__MATERIAL PROVIDED__
- Opening Delimiter -

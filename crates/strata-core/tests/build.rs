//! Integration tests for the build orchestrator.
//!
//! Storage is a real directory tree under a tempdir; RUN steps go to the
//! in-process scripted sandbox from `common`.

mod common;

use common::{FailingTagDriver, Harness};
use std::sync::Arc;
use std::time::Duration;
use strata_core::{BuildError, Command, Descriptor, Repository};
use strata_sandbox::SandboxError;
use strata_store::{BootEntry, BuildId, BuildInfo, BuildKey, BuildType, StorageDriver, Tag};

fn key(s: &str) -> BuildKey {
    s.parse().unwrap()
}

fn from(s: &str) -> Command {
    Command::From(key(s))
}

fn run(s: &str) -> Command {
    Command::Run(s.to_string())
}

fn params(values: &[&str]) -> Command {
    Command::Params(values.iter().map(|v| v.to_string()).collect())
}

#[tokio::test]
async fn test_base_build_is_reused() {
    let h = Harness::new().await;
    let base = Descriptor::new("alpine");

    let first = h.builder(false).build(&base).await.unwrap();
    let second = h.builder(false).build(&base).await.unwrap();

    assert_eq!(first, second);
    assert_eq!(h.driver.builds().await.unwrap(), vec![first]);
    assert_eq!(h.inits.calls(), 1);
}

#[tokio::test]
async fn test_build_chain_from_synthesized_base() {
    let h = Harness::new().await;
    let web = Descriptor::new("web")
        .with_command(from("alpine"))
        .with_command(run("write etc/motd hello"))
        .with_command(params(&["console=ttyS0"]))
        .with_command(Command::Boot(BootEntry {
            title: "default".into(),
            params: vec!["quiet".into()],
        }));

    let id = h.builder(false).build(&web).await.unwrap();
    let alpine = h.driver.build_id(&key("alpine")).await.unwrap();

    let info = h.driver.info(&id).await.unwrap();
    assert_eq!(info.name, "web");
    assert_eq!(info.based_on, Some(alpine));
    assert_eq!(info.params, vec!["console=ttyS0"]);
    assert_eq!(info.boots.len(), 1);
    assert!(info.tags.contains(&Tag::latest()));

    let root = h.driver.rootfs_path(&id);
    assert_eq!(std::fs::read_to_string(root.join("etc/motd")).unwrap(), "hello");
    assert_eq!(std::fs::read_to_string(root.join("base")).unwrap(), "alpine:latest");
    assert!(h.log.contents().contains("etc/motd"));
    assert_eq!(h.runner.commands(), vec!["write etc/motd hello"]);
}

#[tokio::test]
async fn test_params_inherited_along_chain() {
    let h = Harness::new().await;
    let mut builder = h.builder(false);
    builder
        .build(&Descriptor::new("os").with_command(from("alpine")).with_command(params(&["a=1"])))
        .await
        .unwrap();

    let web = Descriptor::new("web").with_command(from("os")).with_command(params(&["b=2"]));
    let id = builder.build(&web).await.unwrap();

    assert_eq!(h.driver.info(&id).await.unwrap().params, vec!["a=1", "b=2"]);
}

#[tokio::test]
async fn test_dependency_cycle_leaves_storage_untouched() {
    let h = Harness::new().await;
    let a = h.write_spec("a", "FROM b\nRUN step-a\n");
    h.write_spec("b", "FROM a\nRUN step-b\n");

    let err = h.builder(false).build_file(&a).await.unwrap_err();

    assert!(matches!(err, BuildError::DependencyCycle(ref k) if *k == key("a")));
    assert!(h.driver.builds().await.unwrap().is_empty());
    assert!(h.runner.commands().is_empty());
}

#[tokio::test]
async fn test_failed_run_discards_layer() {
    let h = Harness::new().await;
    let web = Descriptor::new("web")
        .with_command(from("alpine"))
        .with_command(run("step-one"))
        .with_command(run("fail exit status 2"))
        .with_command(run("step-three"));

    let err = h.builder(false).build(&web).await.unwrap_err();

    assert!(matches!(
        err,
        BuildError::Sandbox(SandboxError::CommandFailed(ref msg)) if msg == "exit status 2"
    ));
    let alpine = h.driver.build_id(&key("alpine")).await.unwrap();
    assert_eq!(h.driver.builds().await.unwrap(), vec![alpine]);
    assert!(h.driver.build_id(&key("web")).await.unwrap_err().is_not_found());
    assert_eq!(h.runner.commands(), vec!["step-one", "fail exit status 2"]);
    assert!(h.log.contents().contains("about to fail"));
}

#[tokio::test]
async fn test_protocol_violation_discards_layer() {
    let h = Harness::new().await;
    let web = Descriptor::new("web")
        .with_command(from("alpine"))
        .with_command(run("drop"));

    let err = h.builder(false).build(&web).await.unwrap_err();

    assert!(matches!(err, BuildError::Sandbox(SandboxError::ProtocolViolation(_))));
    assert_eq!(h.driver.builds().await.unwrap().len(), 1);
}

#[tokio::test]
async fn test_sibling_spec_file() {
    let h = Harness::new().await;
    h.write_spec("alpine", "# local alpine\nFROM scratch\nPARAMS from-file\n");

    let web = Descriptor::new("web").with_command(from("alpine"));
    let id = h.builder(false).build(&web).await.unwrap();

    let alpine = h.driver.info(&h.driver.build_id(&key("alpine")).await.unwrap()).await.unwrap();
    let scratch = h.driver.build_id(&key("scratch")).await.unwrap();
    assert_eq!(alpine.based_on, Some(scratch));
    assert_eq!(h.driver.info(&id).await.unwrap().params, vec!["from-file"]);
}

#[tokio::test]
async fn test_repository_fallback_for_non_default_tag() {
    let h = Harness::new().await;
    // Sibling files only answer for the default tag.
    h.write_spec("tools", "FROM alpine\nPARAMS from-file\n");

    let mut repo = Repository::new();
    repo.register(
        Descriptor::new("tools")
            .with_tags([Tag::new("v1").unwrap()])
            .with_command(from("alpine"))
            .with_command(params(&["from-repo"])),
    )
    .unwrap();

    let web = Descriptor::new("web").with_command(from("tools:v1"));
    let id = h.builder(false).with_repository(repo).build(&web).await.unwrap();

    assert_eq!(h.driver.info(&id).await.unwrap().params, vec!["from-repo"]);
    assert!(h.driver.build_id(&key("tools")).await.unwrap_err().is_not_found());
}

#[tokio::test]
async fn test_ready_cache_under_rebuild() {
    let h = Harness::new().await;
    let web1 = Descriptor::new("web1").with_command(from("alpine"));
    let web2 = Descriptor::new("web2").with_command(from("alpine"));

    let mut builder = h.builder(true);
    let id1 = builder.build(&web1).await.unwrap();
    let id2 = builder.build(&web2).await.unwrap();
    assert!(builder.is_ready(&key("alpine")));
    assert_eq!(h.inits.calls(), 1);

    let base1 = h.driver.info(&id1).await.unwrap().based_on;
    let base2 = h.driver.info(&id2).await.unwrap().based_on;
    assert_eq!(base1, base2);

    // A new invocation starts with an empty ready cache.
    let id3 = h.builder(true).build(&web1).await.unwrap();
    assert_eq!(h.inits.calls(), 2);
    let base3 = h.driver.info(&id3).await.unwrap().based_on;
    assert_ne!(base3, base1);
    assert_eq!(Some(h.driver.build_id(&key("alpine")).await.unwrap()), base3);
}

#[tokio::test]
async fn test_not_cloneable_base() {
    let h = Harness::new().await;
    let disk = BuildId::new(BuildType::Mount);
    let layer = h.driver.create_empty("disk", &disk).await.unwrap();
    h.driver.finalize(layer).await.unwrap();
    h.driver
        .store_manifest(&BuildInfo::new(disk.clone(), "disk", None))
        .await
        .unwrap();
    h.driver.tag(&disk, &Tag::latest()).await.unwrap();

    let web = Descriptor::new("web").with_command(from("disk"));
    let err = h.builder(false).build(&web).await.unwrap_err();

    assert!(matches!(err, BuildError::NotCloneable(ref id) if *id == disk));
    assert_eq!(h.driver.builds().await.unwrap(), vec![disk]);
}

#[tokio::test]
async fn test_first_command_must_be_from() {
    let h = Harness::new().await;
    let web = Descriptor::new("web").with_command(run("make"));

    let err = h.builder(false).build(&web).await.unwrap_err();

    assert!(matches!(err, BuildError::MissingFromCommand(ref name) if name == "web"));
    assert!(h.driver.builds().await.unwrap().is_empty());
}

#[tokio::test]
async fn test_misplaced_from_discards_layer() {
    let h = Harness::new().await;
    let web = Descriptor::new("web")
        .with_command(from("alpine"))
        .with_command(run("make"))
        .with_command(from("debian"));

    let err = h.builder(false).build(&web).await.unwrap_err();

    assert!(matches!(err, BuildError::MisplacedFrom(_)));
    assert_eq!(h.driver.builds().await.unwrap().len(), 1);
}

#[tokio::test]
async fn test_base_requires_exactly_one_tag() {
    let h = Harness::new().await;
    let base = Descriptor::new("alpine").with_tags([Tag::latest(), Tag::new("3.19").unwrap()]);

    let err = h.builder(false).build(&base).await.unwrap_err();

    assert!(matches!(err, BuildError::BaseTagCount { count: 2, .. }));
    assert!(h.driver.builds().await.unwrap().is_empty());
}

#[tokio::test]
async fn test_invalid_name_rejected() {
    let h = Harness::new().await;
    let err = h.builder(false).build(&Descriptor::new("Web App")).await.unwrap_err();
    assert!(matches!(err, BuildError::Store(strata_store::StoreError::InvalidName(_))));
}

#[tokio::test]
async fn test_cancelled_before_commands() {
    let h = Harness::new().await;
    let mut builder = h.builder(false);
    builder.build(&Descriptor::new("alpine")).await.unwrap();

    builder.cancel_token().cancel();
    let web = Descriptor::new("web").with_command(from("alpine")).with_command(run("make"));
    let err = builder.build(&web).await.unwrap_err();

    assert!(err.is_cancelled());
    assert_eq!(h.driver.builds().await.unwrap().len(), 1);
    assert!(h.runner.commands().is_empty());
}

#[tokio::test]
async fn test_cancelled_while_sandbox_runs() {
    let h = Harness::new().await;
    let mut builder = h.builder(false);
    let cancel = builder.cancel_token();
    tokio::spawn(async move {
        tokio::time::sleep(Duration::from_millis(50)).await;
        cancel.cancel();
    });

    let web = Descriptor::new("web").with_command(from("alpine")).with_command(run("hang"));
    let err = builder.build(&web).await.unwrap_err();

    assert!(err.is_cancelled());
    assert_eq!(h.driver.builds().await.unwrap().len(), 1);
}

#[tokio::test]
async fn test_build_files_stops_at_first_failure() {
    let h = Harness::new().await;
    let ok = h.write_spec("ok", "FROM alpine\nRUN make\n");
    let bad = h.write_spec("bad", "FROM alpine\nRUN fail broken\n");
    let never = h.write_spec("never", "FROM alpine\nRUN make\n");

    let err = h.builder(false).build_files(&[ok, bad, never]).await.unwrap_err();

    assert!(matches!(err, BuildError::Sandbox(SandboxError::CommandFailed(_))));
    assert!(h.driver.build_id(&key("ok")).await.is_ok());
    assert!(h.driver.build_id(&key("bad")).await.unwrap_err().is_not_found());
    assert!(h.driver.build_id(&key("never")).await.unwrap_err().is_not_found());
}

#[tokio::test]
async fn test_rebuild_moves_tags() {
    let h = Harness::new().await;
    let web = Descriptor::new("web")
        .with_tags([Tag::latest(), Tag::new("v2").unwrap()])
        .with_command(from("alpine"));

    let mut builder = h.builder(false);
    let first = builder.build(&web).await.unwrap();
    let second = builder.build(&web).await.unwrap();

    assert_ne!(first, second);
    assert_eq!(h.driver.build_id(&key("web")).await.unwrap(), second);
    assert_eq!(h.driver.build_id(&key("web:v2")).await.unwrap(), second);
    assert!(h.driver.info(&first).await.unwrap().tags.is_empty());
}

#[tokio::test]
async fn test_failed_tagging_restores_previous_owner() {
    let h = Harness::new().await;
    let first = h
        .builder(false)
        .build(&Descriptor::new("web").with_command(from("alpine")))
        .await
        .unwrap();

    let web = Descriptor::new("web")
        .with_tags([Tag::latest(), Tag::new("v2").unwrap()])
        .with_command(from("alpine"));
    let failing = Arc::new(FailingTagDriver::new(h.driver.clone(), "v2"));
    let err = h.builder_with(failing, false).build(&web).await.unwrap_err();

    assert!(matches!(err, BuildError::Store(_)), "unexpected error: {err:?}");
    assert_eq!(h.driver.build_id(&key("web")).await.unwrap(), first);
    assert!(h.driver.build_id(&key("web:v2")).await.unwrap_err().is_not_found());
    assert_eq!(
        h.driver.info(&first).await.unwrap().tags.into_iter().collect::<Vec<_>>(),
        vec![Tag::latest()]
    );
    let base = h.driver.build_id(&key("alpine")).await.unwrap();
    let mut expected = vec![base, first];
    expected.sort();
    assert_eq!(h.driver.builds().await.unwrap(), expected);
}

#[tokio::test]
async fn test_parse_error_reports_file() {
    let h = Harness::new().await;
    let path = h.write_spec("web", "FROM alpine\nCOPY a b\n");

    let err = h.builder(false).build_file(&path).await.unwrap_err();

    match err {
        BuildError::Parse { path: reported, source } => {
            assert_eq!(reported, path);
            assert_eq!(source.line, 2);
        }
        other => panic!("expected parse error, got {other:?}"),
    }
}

- Closing Delimiter -

__YOUR ASSIGNMENT__
Copy exactly the lines above, starting at the opening line and finishing at the line in which "async fn test_build_chain_from_synthesized_base()" occurs.

__SOLUTION FOR THIS EXERCISE__
filename crates/strata-core/tests/build.rs
//! Integration tests for the build orchestrator.
//!
//! Storage is a real directory tree under a tempdir; RUN steps go to the
//! in-process scripted sandbox from `common`.

mod common;

use common::{FailingTagDriver, Harness};
use std::sync::Arc;
use std::time::Duration;
use strata_core::{BuildError, Command, Descriptor, Repository};
use strata_sandbox::SandboxError;
use strata_store::{BootEntry, BuildId, BuildInfo, BuildKey, BuildType, StorageDriver, Tag};

fn key(s: &str) -> BuildKey {
    s.parse().unwrap()
}

fn from(s: &str) -> Command {
    Command::From(key(s))
}

fn run(s: &str) -> Command {
    Command::Run(s.to_string())
}

fn params(values: &[&str]) -> Command {
    Command::Params(values.iter().map(|v| v.to_string()).collect())
}

#[tokio::test]
async fn test_base_build_is_reused() {
    let h = Harness::new().await;
    let base = Descriptor::new("alpine");

    let first = h.builder(false).build(&base).await.unwrap();
    let second = h.builder(false).build(&base).await.unwrap();

    assert_eq!(first, second);
    assert_eq!(h.driver.builds().await.unwrap(), vec![first]);
    assert_eq!(h.inits.calls(), 1);
}

#[tokio::test]
async fn test_build_chain_from_synthesized_base() {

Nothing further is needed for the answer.